Contemporary liberalism exists to redistribute wealth, which in turn has, historically, sought to fend off, mock, and discredit liberalism. In the rare cases when these tactics fail, wealth makes the minimum necessary concessions to ensure its own survival against the Left’s relentless envy and resentment.
But for a decade or two now, the rich haven’t needed to make much of an effort because they’ve managed to beguile liberals in much the same way that Tom Sawyer tricked his friends into whitewashing the fence. Rather than clamoring to redistribute wealth, liberalism now gratefully accepts whatever crumbs wealth deigns to bestow—and in return treats wealth with the obsequious deference of a court eunuch.
How this happened—and especially its San Francisco pedigree—I hope to explain. It’s long been a truism that California is the political and cultural bellwether for the nation. But this particular export remains underappreciated.
For the moment, though, it’s enough to recognize that both the rich and the Left—and above all the rich Left—have a clear interest in obscuring and even denying their arrangement: the Left because they need the culture’s rhetorical guns trained rightward in order to maintain their grip on power; the rich to deflect scrutiny and envy from themselves. Politicians decline to stoke populist outrage against this partnership because the rich pay them not to and because, in a democracy, they must court the Left for reasons not dissimilar to Willie Sutton’s rationale for robbing banks. Sutton, though, couldn’t count bankers as backers or allies. Today’s Democratic Party, by contrast, enjoys near universal support not just from Wall Street but from the 1% in every industry, save Big Oil and Big Pharma.

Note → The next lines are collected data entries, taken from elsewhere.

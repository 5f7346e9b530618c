//! PCA - Principal Component Analysis
//!
//! Linear reduction onto the top-k eigenvectors of the covariance matrix.
//! The fitted model keeps its components so that projected coordinates can
//! be mapped back into feature space.

use ndarray::{s, Array1, Array2};
use rand::Rng;
use rand::SeedableRng;
use rand_chacha::ChaCha8Rng;
use serde::{Deserialize, Serialize};

use super::config::{PcaConfig, SvdSolver};
use crate::error::{BoundaryError, Result};
use crate::utils::{SymmetricEigen, VectorOps};

/// Feature count above which `auto` switches to power iteration
const AUTO_EXACT_MAX_FEATURES: usize = 500;

/// Iteration ceiling for the `arpack` power iteration
const POWER_MAX_ITER: usize = 300;

/// PCA dimensionality reduction
pub struct Pca {
    config: PcaConfig,
    n_components: usize,
    seed: u64,
}

/// Fitted PCA model
#[derive(Debug, Clone, Serialize, Deserialize)]
pub struct PcaModel {
    /// Principal axes, one per row (k x d)
    components: Array2<f64>,
    /// Per-feature mean removed before projection
    mean: Array1<f64>,
    /// Variance along each component
    explained_variance: Array1<f64>,
    /// Share of the total variance along each component
    explained_variance_ratio: Array1<f64>,
    whiten: bool,
    /// Width of the projected output, may exceed the number of components
    n_output: usize,
}

impl Pca {
    /// Create a new PCA instance
    pub fn new(config: PcaConfig, n_components: usize, seed: u64) -> Self {
        Self {
            config,
            n_components,
            seed,
        }
    }

    /// Fit on `x` (n x d). At most `min(n_components, d)` axes are kept.
    pub fn fit(&self, x: &Array2<f64>) -> Result<PcaModel> {
        let n = x.nrows();
        let d = x.ncols();
        if n < 2 {
            return Err(BoundaryError::DataError(
                "PCA requires at least 2 samples".to_string(),
            ));
        }
        if d < 1 {
            return Err(BoundaryError::DataError(
                "PCA requires at least 1 feature".to_string(),
            ));
        }

        let k = self.n_components.min(d);

        let mean = VectorOps::column_means(x);
        let centered = x - &mean;
        let cov = centered.t().dot(&centered) / (n as f64 - 1.0);
        let total_variance: f64 = cov.diag().sum().max(1e-12);

        let (eigenvalues, eigenvectors) = match self.config.svd_solver {
            SvdSolver::Full => self.exact(&cov, k)?,
            SvdSolver::Auto if d <= AUTO_EXACT_MAX_FEATURES => self.exact(&cov, k)?,
            SvdSolver::Auto | SvdSolver::Arpack => {
                self.power_iteration(&cov, k, POWER_MAX_ITER, self.config.tol)
            }
            SvdSolver::Randomized => {
                self.power_iteration(&cov, k, self.config.iterated_power, 0.0)
            }
        };

        let mut components = Array2::zeros((k, d));
        for (c, mut vector) in eigenvectors.into_iter().enumerate() {
            // Deterministic sign: the largest-magnitude loading is positive
            let pivot = vector
                .iter()
                .copied()
                .fold(0.0_f64, |best, v| if v.abs() > best.abs() { v } else { best });
            if pivot < 0.0 {
                vector.mapv_inplace(|v| -v);
            }
            components.row_mut(c).assign(&vector);
        }

        let explained_variance = Array1::from_vec(eigenvalues);
        let explained_variance_ratio = explained_variance.mapv(|ev| (ev / total_variance).max(0.0));

        Ok(PcaModel {
            components,
            mean,
            explained_variance,
            explained_variance_ratio,
            whiten: self.config.whiten,
            n_output: self.n_components,
        })
    }

    /// Fit and project in one step
    pub fn fit_transform(&self, x: &Array2<f64>) -> Result<(PcaModel, Array2<f64>)> {
        let model = self.fit(x)?;
        let projected = model.transform(x)?;
        Ok((model, projected))
    }

    /// Exact eigen-decomposition of the covariance matrix
    fn exact(&self, cov: &Array2<f64>, k: usize) -> Result<(Vec<f64>, Vec<Array1<f64>>)> {
        let eigen = SymmetricEigen::decompose(cov, 100, 1e-22)?;
        let values = eigen.values.iter().take(k).map(|&v| v.max(0.0)).collect();
        let vectors = (0..k).map(|c| eigen.vectors.column(c).to_owned()).collect();
        Ok((values, vectors))
    }

    /// Power iteration with deflation to extract top-k eigenvectors.
    /// A `tol` of zero runs exactly `max_iter` iterations per component.
    fn power_iteration(
        &self,
        cov: &Array2<f64>,
        k: usize,
        max_iter: usize,
        tol: f64,
    ) -> (Vec<f64>, Vec<Array1<f64>>) {
        let d = cov.nrows();
        let mut eigenvalues = Vec::with_capacity(k);
        let mut eigenvectors = Vec::with_capacity(k);

        // Work on a copy so we can deflate
        let mut work = cov.clone();
        let mut rng = ChaCha8Rng::seed_from_u64(self.seed);

        for _component in 0..k {
            let mut v: Array1<f64> = (0..d).map(|_| rng.gen_range(-1.0..1.0)).collect();
            let norm = VectorOps::norm(v.view()).max(1e-12);
            v /= norm;

            let mut eigenvalue = 0.0f64;

            for _iter in 0..max_iter.max(1) {
                let w = work.dot(&v);
                let new_eigenvalue = VectorOps::dot(v.view(), w.view());

                let w_norm = VectorOps::norm(w.view());
                if w_norm < 1e-12 {
                    // Remaining spectrum is zero, any unit vector will do
                    eigenvalue = 0.0;
                    break;
                }
                let new_v = w / w_norm;

                let diff = VectorOps::euclidean_distance(v.view(), new_v.view());
                v = new_v;
                eigenvalue = new_eigenvalue;

                if tol > 0.0 && diff < tol {
                    break;
                }
            }

            eigenvalue = eigenvalue.max(0.0);

            // Deflate: A = A - eigenvalue * v * v^T
            for i in 0..d {
                for j in 0..d {
                    work[[i, j]] -= eigenvalue * v[i] * v[j];
                }
            }

            eigenvalues.push(eigenvalue);
            eigenvectors.push(v);
        }

        (eigenvalues, eigenvectors)
    }
}

impl PcaModel {
    /// Principal axes, one per row
    pub fn components(&self) -> &Array2<f64> {
        &self.components
    }

    pub fn mean(&self) -> &Array1<f64> {
        &self.mean
    }

    pub fn explained_variance(&self) -> &Array1<f64> {
        &self.explained_variance
    }

    pub fn explained_variance_ratio(&self) -> &Array1<f64> {
        &self.explained_variance_ratio
    }

    pub fn n_features(&self) -> usize {
        self.mean.len()
    }

    fn whitening_scale(&self) -> Array1<f64> {
        self.explained_variance.mapv(|ev| ev.max(1e-12).sqrt())
    }

    /// Project rows onto the principal axes. Output columns beyond the
    /// number of fitted axes are zero.
    pub fn transform(&self, x: &Array2<f64>) -> Result<Array2<f64>> {
        if x.ncols() != self.n_features() {
            return Err(BoundaryError::shape(
                format!("{} features", self.n_features()),
                format!("{} features", x.ncols()),
            ));
        }

        let k = self.components.nrows();
        let mut scores = (x - &self.mean).dot(&self.components.t());
        if self.whiten {
            scores /= &self.whitening_scale();
        }

        if self.n_output == k {
            return Ok(scores);
        }
        let mut out = Array2::zeros((x.nrows(), self.n_output));
        out.slice_mut(s![.., ..k]).assign(&scores);
        Ok(out)
    }

    /// Map projected rows back to feature space. Padding columns are ignored.
    pub fn inverse_transform(&self, coords: &Array2<f64>) -> Result<Array2<f64>> {
        if coords.ncols() != self.n_output {
            return Err(BoundaryError::shape(
                format!("{} columns", self.n_output),
                format!("{} columns", coords.ncols()),
            ));
        }

        let k = self.components.nrows();
        let mut scores = coords.slice(s![.., ..k]).to_owned();
        if self.whiten {
            scores *= &self.whitening_scale();
        }
        Ok(scores.dot(&self.components) + &self.mean)
    }
}
//! Voronoi tessellation derived from a Delaunay triangulation
//!
//! The Voronoi cell of a site is the ring of circumcentres of the Delaunay
//! triangles around it. A site on the convex hull touches the outer face
//! and has an unbounded cell, which is reported as absent.

use spade::{DelaunayTriangulation, HasPosition, Point2, Triangulation};

use crate::error::{BoundaryError, Result};

/// Relative lattice size used to snap circumcentres
const SNAP_RELATIVE: f64 = 1e-9;

#[derive(Debug, Clone, Copy)]
struct Site {
    position: Point2<f64>,
    index: usize,
}

impl HasPosition for Site {
    type Scalar = f64;

    fn position(&self) -> Point2<f64> {
        self.position
    }
}

/// Bounded Voronoi cells and the ridges between them
#[derive(Debug, Clone, Default)]
pub struct VoronoiTessellation {
    /// Counter-clockwise cell ring per site; `None` for unbounded or
    /// degenerate cells
    cells: Vec<Option<Vec<[f64; 2]>>>,
    /// Site pairs sharing a ridge of non-zero length, `a < b`, sorted
    ridges: Vec<(usize, usize)>,
}

impl VoronoiTessellation {
    /// Tessellate the plane around `sites`.
    ///
    /// Circumcentres are snapped to a lattice of `extent * 1e-9` so that
    /// neighbouring cells share bit-identical vertices. Ridges that collapse
    /// to a point (four co-circular sites, as on a regular mesh) do not make
    /// their sites neighbours.
    pub fn build(sites: &[[f64; 2]]) -> Result<Self> {
        if sites.is_empty() {
            return Ok(Self::default());
        }

        let quantum = snap_quantum(sites);
        let snap = |p: Point2<f64>| -> [f64; 2] {
            [(p.x / quantum).round() * quantum, (p.y / quantum).round() * quantum]
        };

        let vertices: Vec<Site> = sites
            .iter()
            .enumerate()
            .map(|(index, &[x, y])| Site {
                position: Point2::new(x, y),
                index,
            })
            .collect();
        let triangulation: DelaunayTriangulation<Site> = DelaunayTriangulation::bulk_load(vertices)
            .map_err(|e| BoundaryError::Computation(format!("triangulation failed: {e:?}")))?;

        let mut cells: Vec<Option<Vec<[f64; 2]>>> = vec![None; sites.len()];
        for vertex in triangulation.vertices() {
            let site = *vertex.data();
            let mut ring = Vec::new();
            let mut bounded = true;
            for edge in vertex.out_edges() {
                match edge.face().as_inner() {
                    Some(face) => ring.push(snap(face.circumcenter())),
                    None => {
                        bounded = false;
                        break;
                    }
                }
            }
            if bounded {
                cells[site.index] = order_ring(ring, [site.position.x, site.position.y]);
            }
        }

        let mut ridges = Vec::new();
        for edge in triangulation.undirected_edges() {
            let directed = edge.as_directed();
            let (Some(left), Some(right)) = (directed.face().as_inner(), directed.rev().face().as_inner())
            else {
                continue;
            };
            if snap(left.circumcenter()) == snap(right.circumcenter()) {
                continue;
            }
            let [a, b] = edge.vertices();
            let (a, b) = (a.data().index, b.data().index);
            ridges.push((a.min(b), a.max(b)));
        }
        ridges.sort_unstable();
        ridges.dedup();

        Ok(Self { cells, ridges })
    }

    /// Number of sites
    pub fn len(&self) -> usize {
        self.cells.len()
    }

    pub fn is_empty(&self) -> bool {
        self.cells.is_empty()
    }

    /// Bounded cell of `site`, if any
    pub fn cell(&self, site: usize) -> Option<&[[f64; 2]]> {
        self.cells.get(site).and_then(|c| c.as_deref())
    }

    /// Number of bounded cells
    pub fn bounded_cells(&self) -> usize {
        self.cells.iter().filter(|c| c.is_some()).count()
    }

    pub fn ridges(&self) -> &[(usize, usize)] {
        &self.ridges
    }
}

fn snap_quantum(sites: &[[f64; 2]]) -> f64 {
    let (mut lo, mut hi) = ([f64::INFINITY; 2], [f64::NEG_INFINITY; 2]);
    for p in sites {
        for axis in 0..2 {
            lo[axis] = lo[axis].min(p[axis]);
            hi[axis] = hi[axis].max(p[axis]);
        }
    }
    let extent = (hi[0] - lo[0]).max(hi[1] - lo[1]);
    if extent.is_finite() && extent > 0.0 {
        extent * SNAP_RELATIVE
    } else {
        SNAP_RELATIVE
    }
}

/// Sort ring vertices counter-clockwise around `center` and drop repeats.
/// Rings with fewer than three distinct vertices are degenerate.
fn order_ring(mut ring: Vec<[f64; 2]>, center: [f64; 2]) -> Option<Vec<[f64; 2]>> {
    ring.sort_by(|a, b| {
        let ta = (a[1] - center[1]).atan2(a[0] - center[0]);
        let tb = (b[1] - center[1]).atan2(b[0] - center[0]);
        ta.total_cmp(&tb)
    });
    ring.dedup();
    if ring.len() > 1 && ring.first() == ring.last() {
        ring.pop();
    }
    (ring.len() >= 3).then_some(ring)
}

#[cfg(test)]
mod tests {
    use super::*;

    fn lattice(nx: usize, ny: usize, step: f64) -> Vec<[f64; 2]> {
        (0..ny)
            .flat_map(|r| (0..nx).map(move |c| [c as f64 * step, r as f64 * step]))
            .collect()
    }

    fn ring_area(ring: &[[f64; 2]]) -> f64 {
        let n = ring.len();
        (0..n)
            .map(|i| {
                let (a, b) = (ring[i], ring[(i + 1) % n]);
                a[0] * b[1] - b[0] * a[1]
            })
            .sum::<f64>()
            / 2.0
    }

    #[test]
    fn test_lattice_interior_cells_are_squares() {
        let v = VoronoiTessellation::build(&lattice(4, 4, 0.5)).unwrap();
        assert_eq!(v.len(), 16);
        assert_eq!(v.bounded_cells(), 4);

        // Site (1, 1) is interior
        let cell = v.cell(5).unwrap();
        assert_eq!(cell.len(), 4);
        assert!((ring_area(cell) - 0.25).abs() < 1e-9);
        // Hull sites are unbounded
        assert!(v.cell(0).is_none());
    }

    #[test]
    fn test_lattice_diagonals_are_not_ridges() {
        let v = VoronoiTessellation::build(&lattice(4, 4, 1.0)).unwrap();
        // Interior sites 5, 6, 9, 10: 5-6, 5-9, 6-10, 9-10 are neighbours
        assert!(v.ridges().contains(&(5, 6)));
        assert!(v.ridges().contains(&(5, 9)));
        assert!(!v.ridges().contains(&(5, 10)));
        assert!(!v.ridges().contains(&(6, 9)));
    }

    #[test]
    fn test_scattered_sites() {
        let sites = [[0.0, 0.0], [2.0, 0.1], [1.0, 1.9], [1.0, 0.7], [-0.5, 1.4], [2.3, 1.6]];
        let v = VoronoiTessellation::build(&sites).unwrap();
        // Only the site enclosed by the hull has a bounded cell
        assert!(v.cell(3).is_some());
        assert_eq!(v.bounded_cells(), 1);
        assert!(ring_area(v.cell(3).unwrap()) > 0.0);
    }

    #[test]
    fn test_collinear_sites_have_no_cells() {
        let sites = [[0.0, 0.0], [1.0, 0.0], [2.0, 0.0]];
        let v = VoronoiTessellation::build(&sites).unwrap();
        assert_eq!(v.bounded_cells(), 0);
        assert!(v.ridges().is_empty());
    }

    #[test]
    fn test_empty() {
        let v = VoronoiTessellation::build(&[]).unwrap();
        assert!(v.is_empty());
    }
}
//! Integration test: per-class density filtering

use kolosal_boundary::density::{filter, DensityFilter};
use ndarray::Array2;
use rand::{Rng, SeedableRng};
use rand_chacha::ChaCha8Rng;

fn cloud(n: usize, centre: f64, seed: u64) -> Array2<f64> {
    let mut rng = ChaCha8Rng::seed_from_u64(seed);
    Array2::from_shape_fn((n, 2), |_| centre + rng.gen_range(-1.0..1.0))
}

#[test]
fn test_large_class_thinned_small_class_kept() {
    let big = cloud(5000, 0.0, 1);
    let small = cloud(10, 10.0, 2);
    let points = ndarray::concatenate(ndarray::Axis(0), &[big.view(), small.view()]).unwrap();
    let labels: Vec<i64> = (0..5010).map(|i| if i < 5000 { 0 } else { 1 }).collect();

    let filtered = DensityFilter::new(500, 2)
        .with_kmeans(1, 10)
        .filter(&points, &points, &labels)
        .unwrap();

    let class_a = filtered.labels.iter().filter(|&&l| l == 0).count();
    let class_b = filtered.labels.iter().filter(|&&l| l == 1).count();
    assert!(class_a <= 500, "class A kept {class_a}");
    assert!(class_a > 0);
    assert_eq!(class_b, 10);
    // The small class passes through untouched
    assert_eq!(&filtered.indices[filtered.len() - 10..], &(5000..5010).collect::<Vec<_>>()[..]);
}

#[test]
fn test_kept_points_are_input_points() {
    let points = cloud(300, 0.0, 3);
    let rows = Array2::from_shape_fn((300, 3), |(i, j)| (i * 3 + j) as f64);
    let labels = vec![7; 300];
    let filtered = filter(&points, &rows, &labels, 20, 3, 42).unwrap();

    assert!(filtered.len() <= 20);
    assert!(filtered.indices.windows(2).all(|w| w[0] < w[1]));
    for (k, &i) in filtered.indices.iter().enumerate() {
        assert_eq!(filtered.points.row(k), points.row(i));
        assert_eq!(filtered.rows.row(k), rows.row(i));
        assert_eq!(filtered.labels[k], 7);
    }
}

#[test]
fn test_same_seed_same_selection() {
    let points = cloud(400, 0.0, 4);
    let labels = vec![0; 400];
    let a = filter(&points, &points, &labels, 25, 4, 11).unwrap();
    let b = filter(&points, &points, &labels, 25, 4, 11).unwrap();
    assert_eq!(a.indices, b.indices);
}

#[test]
fn test_empty_input() {
    let points = Array2::<f64>::zeros((0, 2));
    let filtered = DensityFilter::default().filter(&points, &points, &[]).unwrap();
    assert!(filtered.is_empty());
}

The former abandoned Market Street when Chevron—a successor company to John D. Rockefeller’s Standard Oil—decamped for Contra Costa County in 2001 (and continues to send jobs to Houston). The latter never had any presence at all. Finance, law, technology, and media (especially social media), however, dominate the scene more completely than the Harvey Milk Club controls the San Francisco Democratic Party. They didn’t invent San Francisco Values, but they’ve effectively bought off those who did, who have proven to be surprisingly cheap dates.